Par ailleurs, La Buonora a déclaré que le marché local offre « sécurité et garanties », ajoutant qu'aujourd'hui « il est très solide et en croissance depuis de nombreuses années ».
Concernant les domaines dans lesquels ils cherchent à investir, Medina a déclaré qu'ils étaient divisés en deux secteurs. L’un d’eux est celui où les maisons promues se démarquent. Dans ce cas, des quartiers tels que Cordón, La Unión, La Blanqueada, Centro, Tres Cruces et une partie de Ciudad Vieja remportent les prix, selon le vice-président du CIU. À son tour, il a assuré que le quartier Bella Vista est l'une des « surprises » de logement promues jusqu'à présent en 2024, car « il se loue très bien et rapidement ».

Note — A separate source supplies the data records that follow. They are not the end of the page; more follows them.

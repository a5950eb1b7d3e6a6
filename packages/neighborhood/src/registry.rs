//! Compile-time registry of neighborhoods and rain-gauge stations.
//!
//! Both tables are TOML files embedded via `include_str!`. Adding a
//! neighborhood or remapping a station only requires editing the files
//! under `registry/`.

use flood_risk_neighborhood_models::{
    Neighborhood, NeighborhoodTable, StationMapping, StationTable,
};

/// Number of registered neighborhoods. Enforced by a test.
#[cfg(test)]
const EXPECTED_NEIGHBORHOOD_COUNT: usize = 15;

/// Number of mapped rain-gauge stations. Enforced by a test.
#[cfg(test)]
const EXPECTED_STATION_COUNT: usize = 28;

const NEIGHBORHOODS_TOML: &str = include_str!("../registry/recife.toml");

const STATIONS_TOML: &str = include_str!("../registry/apac_stations.toml");

/// Returns all registered neighborhoods in registry order.
///
/// # Panics
///
/// Panics if the embedded TOML fails to parse. The file is a compile-time
/// constant, so a parse failure is a development error caught by tests.
#[must_use]
pub fn all_neighborhoods() -> Vec<Neighborhood> {
    let table: NeighborhoodTable = toml::de::from_str(NEIGHBORHOODS_TOML)
        .unwrap_or_else(|e| panic!("Failed to parse neighborhood registry: {e}"));
    table.neighborhoods
}

/// Returns every station→neighborhood mapping.
///
/// # Panics
///
/// Panics if the embedded TOML fails to parse.
#[must_use]
pub fn station_mappings() -> Vec<StationMapping> {
    let table: StationTable = toml::de::from_str(STATIONS_TOML)
        .unwrap_or_else(|e| panic!("Failed to parse station mapping: {e}"));
    table.stations
}

#[cfg(test)]
mod tests {
    use super::*;
    use std::collections::BTreeSet;

    #[test]
    fn loads_all_neighborhoods() {
        let neighborhoods = all_neighborhoods();
        assert_eq!(
            neighborhoods.len(),
            EXPECTED_NEIGHBORHOOD_COUNT,
            "Expected {EXPECTED_NEIGHBORHOOD_COUNT} neighborhoods, found {}. \
             Update EXPECTED_NEIGHBORHOOD_COUNT after adding/removing entries.",
            neighborhoods.len()
        );
    }

    #[test]
    fn neighborhood_names_are_unique() {
        let mut seen = BTreeSet::new();
        for neighborhood in &all_neighborhoods() {
            assert!(
                seen.insert(neighborhood.name.clone()),
                "Duplicate neighborhood: {}",
                neighborhood.name
            );
        }
    }

    #[test]
    fn attributes_are_within_calibrated_ranges() {
        for n in &all_neighborhoods() {
            assert!(
                (0.0..=1.0).contains(&n.vulnerability),
                "{} has vulnerability {}",
                n.name,
                n.vulnerability
            );
            assert!((0.0..=1.0).contains(&n.tide_sensitivity), "{}", n.name);
            assert!((0.0..=1.0).contains(&n.rainfall_sensitivity), "{}", n.name);
            assert!(n.population_density > 0, "{}", n.name);
            assert!(n.altitude >= 0, "{}", n.name);
            assert!((-8.2..=-7.9).contains(&n.lat), "{} lat {}", n.name, n.lat);
            assert!((-35.0..=-34.8).contains(&n.lon), "{} lon {}", n.name, n.lon);
        }
    }

    #[test]
    fn loads_all_stations() {
        assert_eq!(station_mappings().len(), EXPECTED_STATION_COUNT);
    }

    #[test]
    fn every_station_maps_to_a_registered_neighborhood() {
        let names: BTreeSet<String> = all_neighborhoods().into_iter().map(|n| n.name).collect();
        for mapping in &station_mappings() {
            assert!(
                names.contains(&mapping.neighborhood),
                "Station {} maps to unknown neighborhood {}",
                mapping.station,
                mapping.neighborhood
            );
        }
    }

    #[test]
    fn station_names_are_unique() {
        let mut seen = BTreeSet::new();
        for mapping in &station_mappings() {
            assert!(
                seen.insert(mapping.station.clone()),
                "Duplicate station: {}",
                mapping.station
            );
        }
    }
}
//! Fail-closed dataset validation.
//!
//! Every check runs and every violation is collected; nothing is
//! corrected. A table with any violation must not be persisted.

use std::collections::{BTreeMap, BTreeSet};
use std::fmt::Write as _;
use std::str::FromStr as _;

use flood_risk_dataset_models::{
    COL_ALTITUDE, COL_CATEGORY, COL_DATE, COL_DENSITY, COL_LAT, COL_LON, COL_NEIGHBORHOOD,
    COL_OCCURRENCES, COL_RAINFALL, COL_TIDE, COL_VULNERABILITY, COLUMNS, calendar_date,
};
use flood_risk_neighborhood_models::NeighborhoodCategory;

use crate::table::Table;

/// Columns that must hold finite numbers.
const NUMERIC_COLUMNS: [&str; 5] = [COL_LAT, COL_LON, COL_VULNERABILITY, COL_RAINFALL, COL_TIDE];

/// Columns that must hold integers.
const INTEGER_COLUMNS: [&str; 3] = [COL_ALTITUDE, COL_DENSITY, COL_OCCURRENCES];

/// Inclusive value bounds checked on parseable cells.
const RANGES: [(&str, f64, f64); 3] = [
    (COL_VULNERABILITY, 0.0, 1.0),
    (COL_LAT, -8.2, -7.9),
    (COL_LON, -35.0, -34.8),
];

/// A single failed dataset invariant.
#[derive(Debug, Clone, PartialEq, thiserror::Error)]
pub enum Violation {
    /// One or more required columns are absent.
    #[error("missing required columns: {}", .columns.join(", "))]
    MissingColumns {
        /// Absent column names, in schema order.
        columns: Vec<String>,
    },

    /// The table has a header but no data rows.
    #[error("table has no data rows")]
    EmptyTable,

    /// Cells of the date column that are not calendar dates.
    #[error("column '{column}' must be a date ({count} invalid values)")]
    NotDate {
        /// Column name.
        column: String,
        /// Number of offending cells.
        count: usize,
    },

    /// Cells of a numeric column that are not finite numbers.
    #[error("column '{column}' must be numeric ({count} invalid values)")]
    NotNumeric {
        /// Column name.
        column: String,
        /// Number of offending cells.
        count: usize,
    },

    /// Cells of an integer column that are not integers.
    #[error("column '{column}' must be integer ({count} invalid values)")]
    NotInteger {
        /// Column name.
        column: String,
        /// Number of offending cells.
        count: usize,
    },

    /// Values outside an inclusive range.
    #[error("{count} values of '{column}' outside [{min}, {max}]")]
    OutOfRange {
        /// Column name.
        column: String,
        /// Number of offending cells.
        count: usize,
        /// Lower bound.
        min: f64,
        /// Upper bound.
        max: f64,
    },

    /// Negative occurrence counts.
    #[error("{count} negative values of '{column}'")]
    Negative {
        /// Column name.
        column: String,
        /// Number of offending cells.
        count: usize,
    },

    /// Category cells that are not a known neighborhood category.
    #[error("{count} unknown values of '{column}'")]
    UnknownCategory {
        /// Column name.
        column: String,
        /// Number of offending cells.
        count: usize,
    },

    /// Rows repeating an earlier (date, neighborhood) pair.
    #[error("{count} duplicate (date, bairro) rows")]
    DuplicateKeys {
        /// Number of repeated rows.
        count: usize,
    },

    /// Empty cells, per column.
    #[error("null values: {}", format_counts(.counts))]
    NullValues {
        /// Column name → empty-cell count, in header order.
        counts: Vec<(String, usize)>,
    },
}

fn format_counts(counts: &[(String, usize)]) -> String {
    let mut out = String::new();
    for (i, (column, count)) in counts.iter().enumerate() {
        if i > 0 {
            out.push_str(", ");
        }
        let _ = write!(out, "{column} ({count})");
    }
    out
}

/// Runs every check and returns all violations found.
///
/// An empty result means the table may be persisted.
#[must_use]
pub fn validate_table(table: &Table) -> Vec<Violation> {
    let mut violations = Vec::new();

    let missing: Vec<String> = COLUMNS
        .iter()
        .filter(|c| table.column_index(c).is_none())
        .map(ToString::to_string)
        .collect();
    if !missing.is_empty() {
        violations.push(Violation::MissingColumns { columns: missing });
    }

    if table.is_empty() {
        violations.push(Violation::EmptyTable);
    }

    if let Some(index) = table.column_index(COL_DATE) {
        let count = table
            .column(index)
            .filter(|cell| !is_null(cell) && calendar_date::parse(cell).is_none())
            .count();
        if count > 0 {
            violations.push(Violation::NotDate {
                column: COL_DATE.to_string(),
                count,
            });
        }
    }

    for column in NUMERIC_COLUMNS {
        let Some(index) = table.column_index(column) else {
            continue;
        };
        let count = table
            .column(index)
            .filter(|cell| !is_null(cell) && parse_number(cell).is_none())
            .count();
        if count > 0 {
            violations.push(Violation::NotNumeric {
                column: column.to_string(),
                count,
            });
        }
    }

    for column in INTEGER_COLUMNS {
        let Some(index) = table.column_index(column) else {
            continue;
        };
        let count = table
            .column(index)
            .filter(|cell| !is_null(cell) && cell.trim().parse::<i64>().is_err())
            .count();
        if count > 0 {
            violations.push(Violation::NotInteger {
                column: column.to_string(),
                count,
            });
        }
    }

    for (column, min, max) in RANGES {
        let Some(index) = table.column_index(column) else {
            continue;
        };
        let count = table
            .column(index)
            .filter_map(parse_number)
            .filter(|v| *v < min || *v > max)
            .count();
        if count > 0 {
            violations.push(Violation::OutOfRange {
                column: column.to_string(),
                count,
                min,
                max,
            });
        }
    }

    if let Some(index) = table.column_index(COL_OCCURRENCES) {
        let count = table
            .column(index)
            .filter_map(|cell| cell.trim().parse::<i64>().ok())
            .filter(|v| *v < 0)
            .count();
        if count > 0 {
            violations.push(Violation::Negative {
                column: COL_OCCURRENCES.to_string(),
                count,
            });
        }
    }

    if let Some(index) = table.column_index(COL_CATEGORY) {
        let count = table
            .column(index)
            .filter(|cell| !is_null(cell) && NeighborhoodCategory::from_str(cell.trim()).is_err())
            .count();
        if count > 0 {
            violations.push(Violation::UnknownCategory {
                column: COL_CATEGORY.to_string(),
                count,
            });
        }
    }

    if let (Some(date_index), Some(name_index)) = (
        table.column_index(COL_DATE),
        table.column_index(COL_NEIGHBORHOOD),
    ) {
        let count = count_duplicate_keys(table, date_index, name_index);
        if count > 0 {
            violations.push(Violation::DuplicateKeys { count });
        }
    }

    let counts = null_counts(table);
    if !counts.is_empty() {
        violations.push(Violation::NullValues { counts });
    }

    violations
}

fn is_null(cell: &str) -> bool {
    cell.trim().is_empty()
}

fn parse_number(cell: &str) -> Option<f64> {
    cell.trim().parse::<f64>().ok().filter(|v| v.is_finite())
}

fn count_duplicate_keys(table: &Table, date_index: usize, name_index: usize) -> usize {
    let mut seen = BTreeSet::new();
    let mut duplicates = 0;
    for row in table.rows() {
        let raw_date = row.get(date_index).map_or("", String::as_str);
        let date = calendar_date::parse(raw_date)
            .map_or_else(|| raw_date.trim().to_string(), |d| d.to_string());
        let name = row.get(name_index).map_or("", |s| s.trim());
        if !seen.insert((date, name.to_string())) {
            duplicates += 1;
        }
    }
    duplicates
}

fn null_counts(table: &Table) -> Vec<(String, usize)> {
    let mut counts: BTreeMap<usize, usize> = BTreeMap::new();
    for row in table.rows() {
        for index in 0..table.headers().len() {
            if row.get(index).is_none_or(|cell| is_null(cell)) {
                *counts.entry(index).or_default() += 1;
            }
        }
    }
    counts
        .into_iter()
        .map(|(index, count)| (table.headers()[index].clone(), count))
        .collect()
}

#[cfg(test)]
mod tests {
    use super::*;
    use chrono::NaiveDate;
    use flood_risk_dataset_models::DailyObservation;

    fn observation(day: u32, neighborhood: &str) -> DailyObservation {
        DailyObservation {
            date: NaiveDate::from_ymd_opt(2024, 4, day).unwrap(),
            neighborhood: neighborhood.to_string(),
            lat: -8.0456,
            lon: -34.9025,
            altitude: 15,
            vulnerability: 0.42,
            population_density: 7600,
            rainfall_mm: 31.2,
            tide_m: 1.52,
            occurrences: 1,
            category: NeighborhoodCategory::MediumUrban,
        }
    }

    fn table(rows: &[DailyObservation]) -> Table {
        Table::from_observations(rows).unwrap()
    }

    #[test]
    fn accepts_well_formed_table() {
        let t = table(&[observation(1, "Torre"), observation(1, "Pina"), observation(2, "Torre")]);
        assert_eq!(validate_table(&t), vec![]);
    }

    #[test]
    fn missing_altitude_is_named_exactly() {
        let t = table(&[observation(1, "Torre")]).without_column("altitude");
        let violations = validate_table(&t);
        assert_eq!(
            violations,
            vec![Violation::MissingColumns {
                columns: vec!["altitude".to_string()]
            }]
        );
        assert_eq!(violations[0].to_string(), "missing required columns: altitude");
    }

    #[test]
    fn duplicate_keys_are_counted() {
        let t = table(&[observation(1, "Torre"), observation(1, "Torre"), observation(1, "Torre")]);
        assert_eq!(validate_table(&t), vec![Violation::DuplicateKeys { count: 2 }]);
    }

    #[test]
    fn out_of_range_coordinates_and_vulnerability() {
        let mut far = observation(1, "Torre");
        far.lat = -9.5;
        far.lon = -34.5;
        far.vulnerability = 1.3;
        let violations = validate_table(&table(&[far]));
        assert_eq!(violations.len(), 3);
        assert!(violations.iter().all(|v| matches!(v, Violation::OutOfRange { count: 1, .. })));
    }

    #[test]
    fn collects_type_and_null_violations_together() {
        let header = COLUMNS.map(String::from).to_vec();
        let rows: Vec<Vec<String>> = vec![
            vec![
                "2024-04-01", "Torre", "-8.04", "-34.90", "15.5", "0.42", "7600", "abc", "1.2",
                "1", "urbano_medio",
            ],
            vec![
                "01/04/2024", "", "-8.04", "-34.90", "15", "0.42", "7600", "3.0", "1.2", "-2",
                "vila",
            ],
        ]
        .into_iter()
        .map(|r| r.into_iter().map(String::from).collect::<Vec<String>>())
        .collect();
        let violations = validate_table(&Table::new(header, rows));

        assert!(violations.contains(&Violation::NotDate {
            column: "date".to_string(),
            count: 1
        }));
        assert!(violations.contains(&Violation::NotNumeric {
            column: "chuva_mm".to_string(),
            count: 1
        }));
        assert!(violations.contains(&Violation::NotInteger {
            column: "altitude".to_string(),
            count: 1
        }));
        assert!(violations.contains(&Violation::Negative {
            column: "ocorrencias".to_string(),
            count: 1
        }));
        assert!(violations.contains(&Violation::UnknownCategory {
            column: "tipo_bairro".to_string(),
            count: 1
        }));
        assert!(violations.contains(&Violation::NullValues {
            counts: vec![("bairro".to_string(), 1)]
        }));
    }

    #[test]
    fn empty_table_is_rejected() {
        assert_eq!(validate_table(&table(&[])), vec![Violation::EmptyTable]);
    }

    #[test]
    fn accepts_timestamped_dates() {
        let mut t = table(&[observation(3, "Torre")]);
        let bytes = String::from_utf8(t.to_csv_bytes().unwrap())
            .unwrap()
            .replace("2024-04-03", "2024-04-03 00:00:00+00:00");
        t = Table::from_reader(bytes.as_bytes()).unwrap();
        assert_eq!(validate_table(&t), vec![]);
    }
}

En outre, Kopel a soutenu que l'investissement dans le logement promu "permet de la flexibilité et évite les risques" puisqu'ils ont "un taux d'occupation de 100% en termes de locations", c'est donc un marché qui "est très solide".
Medina a déclaré que 70 % des investisseurs cherchent à dépenser jusqu'à 150.000 30 $ US, tandis que les XNUMX % restants se concentrent sur la recherche de logements à louer pour une certaine période, puis à s'occuper eux-mêmes.